Joy Johnson crossed the finish line at the New York City Marathon this year nearly eight hours after she began. Of the 50,266 people to finish, she was among the very last — wearing a pair of Nikes and a navy blue bow pinned neatly in her hair, leaning on a stranger for support. Her forehead was bloodied in a fall she took at around Mile 20…Johnson, who was raised on a Minnesota dairy farm and was given to cheery understatement, waved off any concern. “I wasn’t watching where I was going,” she told her sister shortly after finishing. “It looks just awful, but I’m fine.”
…she herself didn’t have an exercise regimen. Until one day in 1985, when she and her husband were newly retired and their four children all grown, Johnson, who was 59, took a three-mile walk and found it energizing. Soon she tried jogging and enjoyed that even more…As a senior citizen, she ran an average of three marathons a year, buttressed by dozens of shorter races, always with a bow in her hair.
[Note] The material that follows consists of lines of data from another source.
//! Strata CLI binary.

use std::process;

use clap::Parser;
use strata::cli::{StrataArgs, execute_command};
use tracing_subscriber::EnvFilter;

fn main() {
    let args = StrataArgs::parse();

    let filter =
        EnvFilter::try_from_default_env().unwrap_or_else(|_| EnvFilter::new(args.log_filter()));
    tracing_subscriber::fmt()
        .with_env_filter(filter)
        .with_writer(std::io::stderr)
        .init();

    if let Err(e) = execute_command(args) {
        eprintln!("Error: {e:#}");
        process::exit(1);
    }
}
Her home in San Jose grew so cluttered with running medals and trophies that she began storing some of them in the garage.
Early the next morning, looking cheery, with her medal around her neck and a blue kerchief over her head, the right side of her face swaddled in bandages, Joy Johnson waited in the crowd outside NBC Studios to say hello, as she did postmarathon every year, to Al Roker (“a nice young man,” she called him) from the “Today” show…”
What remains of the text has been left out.